Quinalt sins, to boot. Gods send they make no omen of it.”
“There. You said it again.”
“Said what?”
“Gods send.”
“Plague and pest. A manner of speaking. Men do have them.”
“Gods, sir?”
“Manners of speaking!”
“Yes, sir,” he said. Emuin had closed off the subject. Emuin tried to joke with him, he tried to joke with Emuin and now he had gotten a rise of Emuin’s eye-brow. And a spark of humor in his eye. He fanned it. “Dare I have them, too, then?”
Emuin rose from the table, sighed, walked toward the shuttered window. And stood there. “The winter stars are rising and the rain and the foolish fire blinds all my observations.

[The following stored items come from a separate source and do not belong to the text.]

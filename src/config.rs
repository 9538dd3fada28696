use std::{env, str::FromStr};

use dotenvy::dotenv;
use log::{debug, info, warn};
use serde::{Deserialize, Serialize};
use validator::Validate;

use crate::errors::{ConfigError, SerialError};
use crate::validations::validate_chars;

/// Default serial length
pub const DEFAULT_LENGTH: usize = 6;

// Which base conversion backend a codec uses
#[derive(Debug, Default, Deserialize, Serialize, Clone, Copy, PartialEq, Eq)]
#[serde(rename_all = "lowercase")]
pub enum Backend {
    /// Arbitrary precision when compiled in, native otherwise
    #[default]
    Auto,
    /// Arbitrary precision only; a capability error without the `bignum` feature
    BigInt,
    /// `u64` arithmetic; limited to source bases up to 10
    Native,
}

// Implement FromStr trait for Backend enum to enable parsing from string
impl FromStr for Backend {
    type Err = String;

    fn from_str(s: &str) -> Result<Self, Self::Err> {
        match s.to_lowercase().as_str() {
            "auto" => Ok(Backend::Auto),
            "bigint" | "bignum" | "gmp" => Ok(Backend::BigInt),
            "native" => Ok(Backend::Native),
            _ => Err(format!(
                "Invalid backend: {}. Must be one of: auto, bigint, native",
                s
            )),
        }
    }
}

// Result type for configuration functions
type ConfigResult<T> = Result<T, ConfigError>;

/// Settings a [`SerialCaster`](crate::SerialCaster) is built from.
#[derive(Debug, Clone, Deserialize, Serialize, Validate, PartialEq, Eq)]
pub struct SerialConfig {
    /// Characters serials are written with, de-duplicated and sorted.
    /// `None` selects the 62 Latin letters and digits.
    #[validate(custom(function = "validate_chars"))]
    pub chars: Option<String>,

    /// Seed used by `encode_default`/`decode_default`; 0 disables the shuffle.
    pub seed: u32,

    /// Length used by `encode_default`.
    #[validate(range(min = 1, message = "Length must be at least 1"))]
    pub length: usize,

    /// Base conversion backend.
    pub backend: Backend,
}

impl Default for SerialConfig {
    fn default() -> Self {
        Self {
            chars: None,
            seed: 0,
            length: DEFAULT_LENGTH,
            backend: Backend::Auto,
        }
    }
}

impl SerialConfig {
    pub fn builder() -> SerialConfigBuilder {
        SerialConfigBuilder::default()
    }

    // Load configuration from environment variables
    pub fn from_env() -> Result<Self, SerialError> {
        // Load .env file if it exists
        match dotenv() {
            Ok(_) => debug!(".env file loaded successfully"),
            Err(e) => warn!("Could not load .env file: {}", e),
        }

        let chars = match env::var("SERIAL_CHARS") {
            Ok(chars) => Some(chars),
            Err(env::VarError::NotPresent) => None,
            Err(e) => return Err(ConfigError::EnvVarError(e).into()),
        };

        let config = SerialConfig {
            chars,
            seed: get_env_or_default("SERIAL_SEED", "0")?,
            length: get_env_or_default("SERIAL_LENGTH", "6")?,
            backend: get_env_or_default("SERIAL_BACKEND", "auto")?,
        };
        config.validate()?;

        info!("Serial configuration loaded successfully");
        debug!("Loaded config: {:?}", config);

        Ok(config)
    }
}

/// Chainable construction of a [`SerialConfig`]; unset fields keep their defaults.
#[derive(Debug, Default, Clone)]
pub struct SerialConfigBuilder {
    config: SerialConfig,
}

impl SerialConfigBuilder {
    /// Custom characters (default: Latin letters and digits)
    pub fn chars(mut self, chars: impl Into<String>) -> Self {
        self.config.chars = Some(chars.into());
        self
    }

    /// Default seed (default: 0, no shuffle)
    pub fn seed(mut self, seed: u32) -> Self {
        self.config.seed = seed;
        self
    }

    /// Default serial length (default: 6)
    pub fn length(mut self, length: usize) -> Self {
        self.config.length = length;
        self
    }

    /// Conversion backend (default: auto)
    pub fn backend(mut self, backend: Backend) -> Self {
        self.config.backend = backend;
        self
    }

    pub fn build(self) -> Result<SerialConfig, SerialError> {
        self.config.validate()?;
        Ok(self.config)
    }
}

/// Helper function to get an env variable with a default value
fn get_env_or_default<T: FromStr>(key: &str, default: &str) -> ConfigResult<T>
where
    T::Err: std::fmt::Display,
{
    match env::var(key) {
        Ok(val) => val.parse::<T>().map_err(|e| ConfigError::ParseError {
            key: key.to_string(),
            message: e.to_string(),
        }),
        Err(env::VarError::NotPresent) => {
            debug!("{} not set, using default: {}", key, default);
            default.parse::<T>().map_err(|e| ConfigError::ParseError {
                key: format!("default for {}", key),
                message: e.to_string(),
            })
        }
        Err(e) => Err(ConfigError::EnvVarError(e)),
    }
}
mod serial;

pub use serial::*;
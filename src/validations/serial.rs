use std::collections::BTreeSet;

use validator::ValidationError;

use crate::errors::SerialError;

/// Smallest alphabet that still forms a positional system
pub const MIN_ALPHABET_SIZE: usize = 2;

/// The alphabet size is embedded as two decimal digits
pub const MAX_ALPHABET_SIZE: usize = 99;

/// Width of the alphabet size suffix appended to every payload
pub const SUFFIX_DIGITS: usize = 2;

/// Validates that custom characters (if provided) yield an alphabet of 2 to 99 unique
/// characters once duplicates are dropped
pub fn validate_chars(chars: &str) -> Result<(), ValidationError> {
    let unique = chars.chars().collect::<BTreeSet<_>>().len();
    if !(MIN_ALPHABET_SIZE..=MAX_ALPHABET_SIZE).contains(&unique) {
        let mut err = ValidationError::new("chars_size");
        err.message = Some(
            format!(
                "Characters must contain between {} and {} unique characters, got {}",
                MIN_ALPHABET_SIZE, MAX_ALPHABET_SIZE, unique
            )
            .into(),
        );
        return Err(err);
    }

    Ok(())
}

/// Alphabet size check done when a codec is built
pub fn validate_alphabet_size(size: usize) -> Result<(), SerialError> {
    if size < MIN_ALPHABET_SIZE {
        return Err(SerialError::Configuration(format!(
            "need a minimum of {} unique chars, got {}",
            MIN_ALPHABET_SIZE, size
        )));
    }
    if size > MAX_ALPHABET_SIZE {
        return Err(SerialError::Configuration(format!(
            "can have a maximum of {} unique chars, got {}",
            MAX_ALPHABET_SIZE, size
        )));
    }
    Ok(())
}

/// Number of digits `value` takes in `radix` (zero takes one).
pub fn digits_in_radix(mut value: u128, radix: usize) -> usize {
    let radix = radix.max(2) as u128;
    let mut digits = 1;
    while value >= radix {
        value /= radix;
        digits += 1;
    }
    digits
}

/// Shortest serial able to carry `number` with an alphabet of `radix` characters.
///
/// The numeric part plus the two suffix digits, widened when the whole payload
/// (`number` followed by the two-digit size) needs more digits, which only happens
/// for alphabets smaller than ten.
pub fn minimum_length(number: u64, radix: usize) -> usize {
    let numeric = digits_in_radix(number as u128, radix) + SUFFIX_DIGITS;
    let payload = number as u128 * 100 + radix as u128;
    numeric.max(digits_in_radix(payload, radix))
}

/// Validates a requested serial length for `number`
pub fn validate_length(number: u64, length: usize, radix: usize) -> Result<(), SerialError> {
    if length == 0 {
        return Err(SerialError::Configuration(
            "need a length of minimum 1".to_string(),
        ));
    }
    let minimum = minimum_length(number, radix);
    if length < minimum {
        return Err(SerialError::Configuration(format!(
            "need a minimum length of {} to encode {}, got {}",
            minimum, number, length
        )));
    }
    Ok(())
}
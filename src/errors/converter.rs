use thiserror::Error;

#[derive(Error, Debug, Clone, PartialEq, Eq)]
pub enum ConverterError {
    /// Digit not present in the source alphabet
    #[error("Invalid digit `{character}` at index {index}")]
    InvalidDigit { character: char, index: usize },

    /// Alphabet too small to define a positional system
    #[error("Invalid radix: {0}")]
    InvalidRadix(usize),

    /// Backend cannot represent the input
    #[error("Capability error: {0}")]
    Capability(String),
}
// 🧾 CNAB Line Parser
// Fixed-width line → validated TransactionRecord
//
// Layout (offsets in characters):
//
//   type  date      value       cpf          card          time    owner           store
//   0     1..9      9..19       19..30       30..42        42..48  48..62          62..
//   1     20190301  0000010000  12345678901  1234****5678  153000  BAR DO JOAO     LOJA DO O - MATRIZ

use crate::entities::{TransactionRecord, TransactionType};
use crate::error::ValidationError;
use chrono::{NaiveDate, NaiveTime};
use rust_decimal::Decimal;

// ============================================================================
// LAYOUT
// ============================================================================

/// One fixed-width column of a CNAB line
#[derive(Debug, Clone, Copy, PartialEq, Eq)]
pub struct Field {
    pub name: &'static str,
    pub offset: usize,
    pub width: usize,
}

impl Field {
    pub const fn new(name: &'static str, offset: usize, width: usize) -> Self {
        Field { name, offset, width }
    }

    pub const fn end(&self) -> usize {
        self.offset + self.width
    }
}

pub const TYPE: Field = Field::new("type", 0, 1);
pub const DATE: Field = Field::new("date", 1, 8);
pub const VALUE: Field = Field::new("value", 9, 10);
pub const CPF: Field = Field::new("cpf", 19, 11);
pub const CARD: Field = Field::new("card", 30, 12);
pub const TIME: Field = Field::new("time", 42, 6);
pub const STORE_OWNER: Field = Field::new("storeOwner", 48, 14);

/// Store name starts here and runs to the end of the line
pub const STORE_NAME_OFFSET: usize = STORE_OWNER.end();

/// Characters a line needs before the store name begins
pub const FIXED_WIDTH: usize = STORE_NAME_OFFSET;

// ============================================================================
// PARSER TRAIT
// ============================================================================

/// LineParser - turns one line of text into a TransactionRecord
///
/// Implementations must be pure: the same line always yields the same
/// record or the same error. The importer is generic over this trait so
/// tests can drive it with scripted parsers.
pub trait LineParser: Send + Sync {
    fn parse_line(&self, line: &str) -> Result<TransactionRecord, ValidationError>;

    /// Parser version (for logs)
    fn version(&self) -> &str {
        "1.0.0"
    }
}

/// Parser for the standard CNAB layout above
#[derive(Debug, Clone, Copy, Default)]
pub struct CnabLineParser;

impl CnabLineParser {
    pub fn new() -> Self {
        CnabLineParser
    }
}

impl LineParser for CnabLineParser {
    fn parse_line(&self, line: &str) -> Result<TransactionRecord, ValidationError> {
        if line.trim().is_empty() {
            return Err(ValidationError::BlankLine);
        }

        let columns = Columns::split(line)?;

        let transaction_type = parse_type(columns.tx_type)?;
        let date = parse_date(columns.date)?;
        let time = parse_time(columns.time)?;
        // Naive timestamp: the source locale offset is not applied
        let occurred_at = date.and_time(time);
        let value = parse_value(columns.value, transaction_type)?;
        let cpf = parse_cpf(columns.cpf)?;
        let card = parse_card(columns.card)?;

        let store_owner = columns.store_owner.trim();
        if store_owner.is_empty() {
            return Err(ValidationError::EmptyStoreOwner);
        }

        let store_name = columns.store_name.trim();
        if store_name.is_empty() {
            return Err(ValidationError::EmptyStoreName);
        }

        Ok(TransactionRecord {
            transaction_type,
            occurred_at,
            value,
            cpf,
            card,
            store_owner: store_owner.to_string(),
            store_name: store_name.to_string(),
        })
    }
}

// ============================================================================
// COLUMN SPLITTING
// ============================================================================

/// Raw, unvalidated slices of one line
struct Columns<'a> {
    tx_type: &'a str,
    date: &'a str,
    value: &'a str,
    cpf: &'a str,
    card: &'a str,
    time: &'a str,
    store_owner: &'a str,
    store_name: &'a str,
}

impl<'a> Columns<'a> {
    fn split(line: &'a str) -> Result<Self, ValidationError> {
        // Byte index of every char boundary, so offsets count characters
        let boundaries: Vec<usize> = line
            .char_indices()
            .map(|(i, _)| i)
            .chain(std::iter::once(line.len()))
            .collect();

        let char_count = boundaries.len() - 1;
        if char_count < FIXED_WIDTH {
            return Err(ValidationError::LineTooShort {
                expected: FIXED_WIDTH,
                actual: char_count,
            });
        }

        Ok(Columns {
            tx_type: column(line, &boundaries, TYPE),
            date: column(line, &boundaries, DATE),
            value: column(line, &boundaries, VALUE),
            cpf: column(line, &boundaries, CPF),
            card: column(line, &boundaries, CARD),
            time: column(line, &boundaries, TIME),
            store_owner: column(line, &boundaries, STORE_OWNER),
            store_name: &line[boundaries[STORE_NAME_OFFSET]..],
        })
    }
}

fn column<'a>(line: &'a str, boundaries: &[usize], field: Field) -> &'a str {
    &line[boundaries[field.offset]..boundaries[field.end()]]
}

// ============================================================================
// FIELD RULES
// ============================================================================

// Columns::split hands every field over at exactly its column width, so the
// rules below only check content.

fn all_digits(s: &str) -> bool {
    !s.is_empty() && s.bytes().all(|b| b.is_ascii_digit())
}

/// Parse a slice already known to be ASCII digits
fn digits_to_u64(s: &str) -> u64 {
    s.bytes().fold(0, |acc, b| acc * 10 + u64::from(b - b'0'))
}

fn digits_to_u32(s: &str) -> u32 {
    digits_to_u64(s) as u32
}

fn parse_type(raw: &str) -> Result<TransactionType, ValidationError> {
    if !all_digits(raw) {
        return Err(ValidationError::InvalidTypeFormat(raw.to_string()));
    }

    TransactionType::from_code(digits_to_u32(raw) as u8)
        .ok_or_else(|| ValidationError::InvalidTypeValue(raw.to_string()))
}

fn parse_date(raw: &str) -> Result<NaiveDate, ValidationError> {
    if !all_digits(raw) {
        return Err(ValidationError::InvalidDateFormat(raw.to_string()));
    }

    let year = digits_to_u32(&raw[0..4]) as i32;
    let month = digits_to_u32(&raw[4..6]);
    let day = digits_to_u32(&raw[6..8]);

    if year == 0 {
        return Err(ValidationError::InvalidDateValue(raw.to_string()));
    }

    NaiveDate::from_ymd_opt(year, month, day)
        .ok_or_else(|| ValidationError::InvalidDateValue(raw.to_string()))
}

fn parse_time(raw: &str) -> Result<NaiveTime, ValidationError> {
    if !all_digits(raw) {
        return Err(ValidationError::InvalidTimeFormat(raw.to_string()));
    }

    let hour = digits_to_u32(&raw[0..2]);
    let minute = digits_to_u32(&raw[2..4]);
    let second = digits_to_u32(&raw[4..6]);

    NaiveTime::from_hms_opt(hour, minute, second)
        .ok_or_else(|| ValidationError::InvalidTimeValue(raw.to_string()))
}

/// Amount × 100 as 10 digits, signed by the type's nature
fn parse_value(raw: &str, transaction_type: TransactionType) -> Result<Decimal, ValidationError> {
    if !all_digits(raw) {
        return Err(ValidationError::InvalidValueFormat(raw.to_string()));
    }

    // At most 10 digits, well inside i64
    let cents = digits_to_u64(raw) as i64;

    Ok(Decimal::new(cents * i64::from(transaction_type.sign()), 2))
}

fn parse_cpf(raw: &str) -> Result<String, ValidationError> {
    if !all_digits(raw) {
        return Err(ValidationError::InvalidCpf(raw.to_string()));
    }

    Ok(raw.to_string())
}

fn parse_card(raw: &str) -> Result<String, ValidationError> {
    let card = raw.trim();
    if card.is_empty() {
        return Err(ValidationError::EmptyCard);
    }

    Ok(card.to_string())
}
// 📥 CNAB Import
// Byte stream → parsed lines → stores + transactions → one commit
//
// Single linear pass in file order. Bad lines are recorded and skipped,
// storage or stream failures abort the whole import.

use crate::entities::{Store, TransactionRecord};
use crate::error::{ImportError, ImportOutcome};
use crate::parser::{CnabLineParser, LineParser};
use anyhow::Result;
use serde::Serialize;
use std::collections::HashMap;
use std::io::{self, BufRead};
use std::sync::atomic::{AtomicBool, Ordering};
use std::sync::Arc;
use tracing::{debug, info, warn};

// ============================================================================
// STORAGE SEAM
// ============================================================================

/// Unit of work the importer writes through
///
/// Nothing written through it is durable until `commit` succeeds.
/// Dropping it without committing must discard every staged write.
pub trait StoreRepository {
    /// Look up a persisted store by its natural key
    fn find_store(&mut self, name: &str, owner_name: &str) -> Result<Option<Store>>;

    /// Create a store; the repository assigns the id
    fn create_store(&mut self, name: &str, owner_name: &str) -> Result<Store>;

    /// Stage a transaction for `store`
    fn add_transaction(&mut self, store: &Store, record: &TransactionRecord) -> Result<()>;

    /// Make every staged write durable in one step
    fn commit(self) -> Result<()>
    where
        Self: Sized;
}

// ============================================================================
// IMPORT RESULT
// ============================================================================

#[derive(Debug, Clone, PartialEq, Eq, Serialize)]
#[serde(rename_all = "camelCase")]
pub struct ImportedLine {
    pub line_number: usize,
    pub transaction: TransactionRecord,
}

#[derive(Debug, Clone, PartialEq, Eq, Serialize)]
#[serde(rename_all = "camelCase")]
pub struct FailedLine {
    pub line_number: usize,
    pub error: String,
    pub raw_line: String,
}

/// Outcome of one import call. Blank lines are not counted anywhere.
#[derive(Debug, Clone, Default, PartialEq, Eq, Serialize)]
#[serde(rename_all = "camelCase")]
pub struct ImportResult {
    pub total_lines: usize,
    pub imported_count: usize,
    pub failed_count: usize,
    pub imported: Vec<ImportedLine>,
    pub failed: Vec<FailedLine>,
}

impl ImportResult {
    fn from_lines(imported: Vec<ImportedLine>, failed: Vec<FailedLine>) -> Self {
        ImportResult {
            total_lines: imported.len() + failed.len(),
            imported_count: imported.len(),
            failed_count: failed.len(),
            imported,
            failed,
        }
    }
}

// ============================================================================
// IMPORTER
// ============================================================================

pub struct Importer<P = CnabLineParser> {
    parser: P,
    cancel: Option<Arc<AtomicBool>>,
}

impl Importer<CnabLineParser> {
    pub fn new() -> Self {
        Importer::with_parser(CnabLineParser::new())
    }
}

impl Default for Importer<CnabLineParser> {
    fn default() -> Self {
        Self::new()
    }
}

impl<P: LineParser> Importer<P> {
    pub fn with_parser(parser: P) -> Self {
        Importer {
            parser,
            cancel: None,
        }
    }

    /// Abort when `flag` is raised. Checked before each line is parsed
    /// and before the final commit.
    pub fn with_cancellation(mut self, flag: Arc<AtomicBool>) -> Self {
        self.cancel = Some(flag);
        self
    }

    /// Import every line of `reader` through `repo`
    ///
    /// Returns the per-line accounting only after `repo.commit()` succeeded.
    /// Any `Err` means nothing from this call was persisted.
    pub fn import<R, S>(&self, mut reader: R, mut repo: S) -> ImportOutcome<ImportResult>
    where
        R: BufRead,
        S: StoreRepository,
    {
        let mut imported = Vec::new();
        let mut failed = Vec::new();
        let mut staged = StagedStores::default();

        let mut buf = Vec::new();
        let mut line_number = 0;

        loop {
            buf.clear();
            if read_raw_line(&mut reader, &mut buf)? == 0 {
                break;
            }
            line_number += 1;

            let line = decode_line(&buf, line_number == 1);
            if line.trim().is_empty() {
                continue;
            }

            self.check_cancelled(line_number)?;

            match self.parser.parse_line(&line) {
                Ok(record) => {
                    let store = staged.resolve(&mut repo, &record.store_name, &record.store_owner)?;
                    repo.add_transaction(&store, &record)?;

                    imported.push(ImportedLine {
                        line_number,
                        transaction: record,
                    });
                }
                Err(e) => {
                    warn!(line_number, field = e.field(), error = %e, "Skipping invalid CNAB line");

                    failed.push(FailedLine {
                        line_number,
                        error: e.to_string(),
                        raw_line: line,
                    });
                }
            }
        }

        self.check_cancelled(line_number + 1)?;
        repo.commit()?;

        let result = ImportResult::from_lines(imported, failed);

        info!(
            total_lines = result.total_lines,
            imported = result.imported_count,
            failed = result.failed_count,
            stores_created = staged.created,
            parser_version = self.parser.version(),
            "CNAB import committed"
        );

        Ok(result)
    }

    fn check_cancelled(&self, line_number: usize) -> ImportOutcome<()> {
        match &self.cancel {
            Some(flag) if flag.load(Ordering::SeqCst) => {
                warn!(line_number, "CNAB import cancelled, nothing committed");
                Err(ImportError::Cancelled { line_number })
            }
            _ => Ok(()),
        }
    }
}

/// Read one line into `buf` without its terminator
///
/// `\n`, `\r\n` and a lone `\r` all end a line. Returns the number of bytes
/// consumed from `reader`, 0 at end of input.
fn read_raw_line<R: BufRead>(reader: &mut R, buf: &mut Vec<u8>) -> io::Result<usize> {
    let mut consumed = 0;

    loop {
        let (terminator, used) = {
            let available = match reader.fill_buf() {
                Ok(bytes) => bytes,
                Err(e) if e.kind() == io::ErrorKind::Interrupted => continue,
                Err(e) => return Err(e),
            };
            if available.is_empty() {
                return Ok(consumed);
            }

            match available.iter().position(|&b| b == b'\n' || b == b'\r') {
                Some(i) => {
                    buf.extend_from_slice(&available[..i]);
                    (Some(available[i]), i + 1)
                }
                None => {
                    buf.extend_from_slice(available);
                    (None, available.len())
                }
            }
        };

        reader.consume(used);
        consumed += used;

        match terminator {
            Some(b'\r') => {
                // The \n of a \r\n pair may only arrive with the next fill
                if reader.fill_buf()?.first() == Some(&b'\n') {
                    reader.consume(1);
                    consumed += 1;
                }
                return Ok(consumed);
            }
            Some(_) => return Ok(consumed),
            None => {}
        }
    }
}

/// Decode one unterminated line: replace invalid UTF-8, drop a BOM on the
/// first line
fn decode_line(raw: &[u8], first_line: bool) -> String {
    let text = String::from_utf8_lossy(raw);
    match text.strip_prefix('\u{feff}') {
        Some(rest) if first_line => rest.to_string(),
        _ => text.into_owned(),
    }
}

// ============================================================================
// STORE STAGING
// ============================================================================

/// Stores already resolved during this import, keyed by (name, owner_name)
///
/// Consulted before the repository so a store created on an earlier line
/// is reused even though it is not committed yet.
#[derive(Default)]
struct StagedStores {
    by_key: HashMap<(String, String), Store>,
    created: usize,
}

impl StagedStores {
    fn resolve<S: StoreRepository>(
        &mut self,
        repo: &mut S,
        name: &str,
        owner_name: &str,
    ) -> Result<Store, ImportError> {
        let key = (name.to_string(), owner_name.to_string());
        if let Some(store) = self.by_key.get(&key) {
            return Ok(store.clone());
        }

        let store = match repo.find_store(name, owner_name)? {
            Some(store) => store,
            None => {
                let store = repo.create_store(name, owner_name)?;
                self.created += 1;
                debug!(store_id = store.id, name, owner_name, "Created store");
                store
            }
        };

        self.by_key.insert(key, store.clone());
        Ok(store)
    }
}

// ============================================================================
// TESTS
// ============================================================================
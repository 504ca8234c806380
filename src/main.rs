use anyhow::{bail, Context, Result};
use std::env;
use std::fs::File;
use std::io::BufReader;
use std::path::Path;

use cnab_store::{
    export_store_summaries, import_cnab, init_tracing, open_database, summarize_stores,
    verify_count, Config, Importer, PageRequest,
};

const USAGE: &str = "Usage:
  cnab-store import <file>              Import a CNAB file
  cnab-store summary [page] [pageSize]  Show store balances
  cnab-store export <csv-path>          Write every store balance to CSV";

fn main() -> Result<()> {
    init_tracing();

    let args: Vec<String> = env::args().collect();
    let config = Config::from_env()?;

    match args.get(1).map(String::as_str) {
        Some("import") => {
            let file = args.get(2).context("import needs a CNAB file path")?;
            run_import(&config, Path::new(file))
        }
        Some("summary") => {
            let page = parse_optional(args.get(2), "page")?;
            let page_size = parse_optional(args.get(3), "pageSize")?;
            run_summary(&config, PageRequest::normalize(page, page_size))
        }
        Some("export") => {
            let out = args.get(2).context("export needs an output CSV path")?;
            run_export(&config, Path::new(out))
        }
        _ => {
            eprintln!("{}", USAGE);
            std::process::exit(2);
        }
    }
}

fn parse_optional(arg: Option<&String>, name: &str) -> Result<Option<i64>> {
    match arg {
        Some(raw) => match raw.parse() {
            Ok(n) => Ok(Some(n)),
            Err(_) => bail!("{} must be a number, got '{}'", name, raw),
        },
        None => Ok(None),
    }
}

fn run_import(config: &Config, cnab_path: &Path) -> Result<()> {
    println!("📥 CNAB Import");
    println!("━━━━━━━━━━━━━━━━━━━━━━━━━━━━━━━━━━━━━━━━━━━━━");

    let file = File::open(cnab_path)
        .with_context(|| format!("Failed to open CNAB file {}", cnab_path.display()))?;

    let mut conn = open_database(&config.database_path)?;
    println!("✓ Database ready: {}", config.database_path.display());

    let importer = Importer::new();
    let result = import_cnab(&mut conn, &importer, BufReader::new(file))?;

    println!("\n✓ Lines processed: {}", result.total_lines);
    println!("✓ Imported: {}", result.imported_count);
    println!("✓ Failed: {}", result.failed_count);

    for failure in &result.failed {
        println!("  ✗ line {}: {}", failure.line_number, failure.error);
    }

    let count = verify_count(&conn)?;
    println!("\n✓ Database contains {} transactions", count);

    Ok(())
}

fn run_summary(config: &Config, request: PageRequest) -> Result<()> {
    let conn = open_database(&config.database_path)?;
    let page = summarize_stores(&conn, request)?;

    println!(
        "🏪 Stores (page {}/{}, {} total)",
        page.page, page.total_pages, page.total_items
    );
    println!("━━━━━━━━━━━━━━━━━━━━━━━━━━━━━━━━━━━━━━━━━━━━━");

    for item in &page.items {
        println!(
            "{:>5}  {:<30} {:<20} {:>14}",
            item.store_id, item.store_name, item.owner_name, item.total_balance
        );
    }

    Ok(())
}

fn run_export(config: &Config, out_path: &Path) -> Result<()> {
    let conn = open_database(&config.database_path)?;

    let file = File::create(out_path)
        .with_context(|| format!("Failed to create {}", out_path.display()))?;
    let rows = export_store_summaries(&conn, file)?;

    println!("✓ Exported {} stores to {}", rows, out_path.display());

    Ok(())
}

—But all they do down there changes nothing.” Emuin looked at him, and that spark was back, defiant, when a moment before he had seen a weary old man. “You and I are here. And chance is abroad tonight. So are a paltry few shadows. They gathered by the fire down there, too. They danced. Poor fools. For a few hours they were not enemies.”
“Who, sir? The shadows are not our enemies.”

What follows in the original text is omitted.